Problem statement
Looking at the listing beneath, work out how many lines hold "documents" and report only that figure.

Information shown
::::::::::
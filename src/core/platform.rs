//! Platform detection.
//!
//! The install pipeline targets five runner flavors: Windows x64, Windows
//! ARM64 ("warm" in vendor URLs), Linux x64, Linux ARM64, and macOS.
//! Detection happens once per process; ARM variants are matched before
//! their x64 counterparts so an ARM64 Windows host is never classified as
//! plain Windows.

use std::fmt;
use std::path::Path;

/// Detected runner platform.
#[derive(Debug, Clone, PartialEq, Eq, Hash)]
pub enum Platform {
    Windows,
    WindowsArm,
    Linux,
    LinuxArm,
    Mac,
    /// Unrecognized operating system, carried for diagnostics only. Every
    /// resolver path rejects it with an error naming the OS.
    Other(String),
}

impl Platform {
    /// Detect the platform of the current process.
    pub fn current() -> Self {
        Self::from_os_arch(std::env::consts::OS, std::env::consts::ARCH)
    }

    /// Classify an (OS, architecture) pair. ARM checks come first.
    pub fn from_os_arch(os: &str, arch: &str) -> Self {
        match (os, arch) {
            ("windows", "aarch64") => Self::WindowsArm,
            ("windows", _) => Self::Windows,
            ("linux", "aarch64") => Self::LinuxArm,
            ("linux", _) => Self::Linux,
            ("macos", _) => Self::Mac,
            (other, _) => Self::Other(other.to_string()),
        }
    }

    /// Identifier used in logs and error messages.
    pub fn id(&self) -> &str {
        match self {
            Self::Windows => "windows",
            Self::WindowsArm => "warm",
            Self::Linux => "linux",
            Self::LinuxArm => "linux-arm",
            Self::Mac => "mac",
            Self::Other(os) => os,
        }
    }

    /// Key used in the vendor's version documents and download paths.
    ///
    /// LunarG publishes no separate documents for ARM Linux; it reads the
    /// `linux` entries.
    pub fn vendor_key(&self) -> &str {
        match self {
            Self::Windows => "windows",
            Self::WindowsArm => "warm",
            Self::Linux | Self::LinuxArm => "linux",
            Self::Mac => "mac",
            Self::Other(os) => os,
        }
    }

    pub fn is_windows_family(&self) -> bool {
        matches!(self, Self::Windows | Self::WindowsArm)
    }

    pub fn is_linux_family(&self) -> bool {
        matches!(self, Self::Linux | Self::LinuxArm)
    }
}

impl fmt::Display for Platform {
    fn fmt(&self, f: &mut fmt::Formatter<'_>) -> fmt::Result {
        write!(f, "{}", self.id())
    }
}

/// Read the `VERSION_ID` field from `/etc/os-release`.
///
/// Used only to pick the repackaging target for the ARM Linux SDK
/// archive. A missing file or field yields an empty string; the caller
/// supplies the default.
pub fn linux_distribution_version_id() -> String {
    distribution_version_from(Path::new("/etc/os-release"))
}

fn distribution_version_from(path: &Path) -> String {
    let Ok(content) = std::fs::read_to_string(path) else {
        return String::new();
    };
    for line in content.lines() {
        if let Some(raw) = line.strip_prefix("VERSION_ID=") {
            return raw.trim().trim_matches('"').to_string();
        }
    }
    String::new()
}
//! Streaming artifact downloads.
//!
//! Downloads go to a `.part` file first and are renamed on completion, so
//! an interrupted run never leaves a truncated archive under the final
//! name.

use std::path::{Path, PathBuf};

use futures::StreamExt;
use reqwest::Client;
use thiserror::Error;
use tokio::fs::File;
use tokio::io::AsyncWriteExt;
use tracing::{debug, info};

use crate::USER_AGENT;

#[derive(Error, Debug)]
pub enum DownloadError {
    #[error("HTTP error: {0}")]
    Http(#[from] reqwest::Error),

    #[error("IO error: {0}")]
    Io(#[from] std::io::Error),
}

/// Download `url` into `dest_dir/filename`, streaming the body to disk.
pub async fn fetch(
    client: &Client,
    url: &str,
    dest_dir: &Path,
    filename: &str,
) -> Result<PathBuf, DownloadError> {
    tokio::fs::create_dir_all(dest_dir).await?;
    let dest = dest_dir.join(filename);
    let part = dest_dir.join(format!("{filename}.part"));

    let response = client
        .get(url)
        .header(reqwest::header::USER_AGENT, USER_AGENT)
        .send()
        .await?
        .error_for_status()?;

    let total = response.content_length().unwrap_or(0);
    debug!(url, total, "starting download");

    let mut file = File::create(&part).await?;
    let mut stream = response.bytes_stream();
    let mut downloaded: u64 = 0;

    while let Some(chunk) = stream.next().await {
        let chunk = chunk?;
        file.write_all(&chunk).await?;
        downloaded += chunk.len() as u64;
    }

    file.flush().await?;
    tokio::fs::rename(&part, &dest).await?;

    info!(
        "Download completed: {} ({})",
        dest.display(),
        format_size(downloaded)
    );
    Ok(dest)
}

/// Format bytes as human readable
fn format_size(bytes: u64) -> String {
    const KIB: u64 = 1024;
    const MIB: u64 = KIB * 1024;
    const GIB: u64 = MIB * 1024;

    if bytes >= GIB {
        format!("{:.1} GiB", bytes as f64 / GIB as f64)
    } else if bytes >= MIB {
        format!("{:.1} MiB", bytes as f64 / MIB as f64)
    } else if bytes >= KIB {
        format!("{:.1} KiB", bytes as f64 / KIB as f64)
    } else {
        format!("{bytes} B")
    }
}
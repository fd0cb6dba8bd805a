//! The `versions` command: show what the vendor currently publishes.

use anyhow::Result;

use crate::core::platform::Platform;
use crate::ops::context::Context;
use crate::registry::vulkan;

pub async fn run(platform: Platform) -> Result<()> {
    let ctx = Context::new(reqwest::Client::new(), platform);

    let latest = vulkan::fetch_latest(&ctx).await?;
    match latest.for_platform(&ctx.platform) {
        Some(version) => println!("latest: {version}"),
        None => println!("latest: unknown for platform {}", ctx.platform),
    }

    let available = vulkan::fetch_available(&ctx).await?;
    println!("available ({}):", ctx.platform.vendor_key());
    for version in &available.versions {
        println!("  {version}");
    }

    Ok(())
}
::::::::::
Result below
2